The Unartfulness of Political Attack Ads

This video montage of political attack ads from The Atlantic’s been getting passed around, and I found it particularly illuminating in the context of the powerful anti-Romney ad that’s airing in Ohio:

What’s fascinating about most of these ads is how deliberately unartful they are. There are exceptions, of course—the two-headed freak offered up by a carnival barker in the 1952 Adlai Stevenson ad, or most prominently, the Lyndon Johnson Daisy ad that suggested Barry Goldwater’s hawkishness would have terrifying consequences.
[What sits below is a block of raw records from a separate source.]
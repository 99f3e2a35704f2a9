//! TOML configuration file parsing.
use serde::de::DeserializeOwned;
use std::path::Path;

use crate::error::ConfigError;

/// Read and deserialize a TOML file.
///
/// # Errors
///
/// Returns [`ConfigError::Io`] if the file cannot be read and
/// [`ConfigError::Parse`] if it is not valid TOML for `T`.
pub fn load_config<T: DeserializeOwned>(path: &Path) -> Result<T, ConfigError> {
    let content = std::fs::read_to_string(path).map_err(|source| ConfigError::Io {
        path: path.to_path_buf(),
        source,
    })?;
    parse(&content, path)
}

/// Deserialize TOML text, attributing errors to `path`.
///
/// # Errors
///
/// Returns [`ConfigError::Parse`] if `content` is not valid TOML for `T`.
pub fn parse<T: DeserializeOwned>(content: &str, path: &Path) -> Result<T, ConfigError> {
    toml::from_str(content).map_err(|source| ConfigError::Parse {
        path: path.to_path_buf(),
        source,
    })
}

#[cfg(test)]
#[allow(clippy::expect_used, clippy::unwrap_used)]
mod tests {
    use super::*;
    use serde::Deserialize;

    #[derive(Debug, Deserialize, PartialEq, Eq)]
    struct Sample {
        name: String,
    }

    #[test]
    fn load_reads_file() {
        let dir = tempfile::tempdir().unwrap();
        let path = dir.path().join("sample.toml");
        std::fs::write(&path, "name = \"x\"\n").unwrap();
        let sample: Sample = load_config(&path).unwrap();
        assert_eq!(sample.name, "x");
    }

    #[test]
    fn missing_file_is_io_error() {
        let dir = tempfile::tempdir().unwrap();
        let err = load_config::<Sample>(&dir.path().join("nope.toml")).unwrap_err();
        assert!(matches!(err, ConfigError::Io { .. }));
    }

    #[test]
    fn schema_mismatch_is_parse_error() {
        let err = parse::<Sample>("name = 3", Path::new("sample.toml")).unwrap_err();
        assert!(matches!(err, ConfigError::Parse { .. }));
        assert!(err.to_string().contains("sample.toml"));
    }
}
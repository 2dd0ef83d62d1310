//! Assign: a constant, optionally bound to an anchor property
//!
//! The bound form yields no value wherever the anchor is null.

use super::property;
use crate::alignment::Cell;
use crate::context::MappingContext;
use crate::error::Result;
use crate::expression::Expr;

pub(super) const PARAMETER_VALUE: &str = "value";
pub(super) const ENTITY_ANCHOR: &str = "anchor";
pub(super) const ID_BOUND: &str = "assign_bound";

pub(super) fn expression(cell: &Cell, ctx: &mut MappingContext<'_>) -> Result<Expr> {
    let value = Expr::string(&cell.require_text_parameter(PARAMETER_VALUE)?);

    let anchor = cell
        .sources_with_role(ENTITY_ANCHOR)
        .next()
        .or_else(|| {
            if cell.function == ID_BOUND {
                cell.source.first()
            } else {
                None
            }
        });

    match anchor {
        Some(anchor) => {
            let anchor = property::source_property(ctx, anchor)?;
            Ok(Expr::if_then_else(Expr::is_null(anchor), Expr::Nil, value))
        }
        None => Ok(value),
    }
}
But many of them have deliberately low-grade graphics, like the stock footage of the roller coaster in Walter Mondale’s anti-Reagan ad from 1984, the cheap blurring of Bill Clinton’s face in George H.W. Bush’s 1992 ad implying that Clinton was so contradictory as to sound like two entirely different people, or the deliberately choppy cuts of the 2004 George W. Bush ad showing John Kerry as a flip-flopper by showing him windsurfing back and forth. They’re cutesy or literal, though that doesn’t mean that the ideas they convey are. In a way, the crudeness of the images isn’t meant to condescend to the audience—it’s a way of conveying that both they and the candidate are in on the joke of their opponent’s weakness.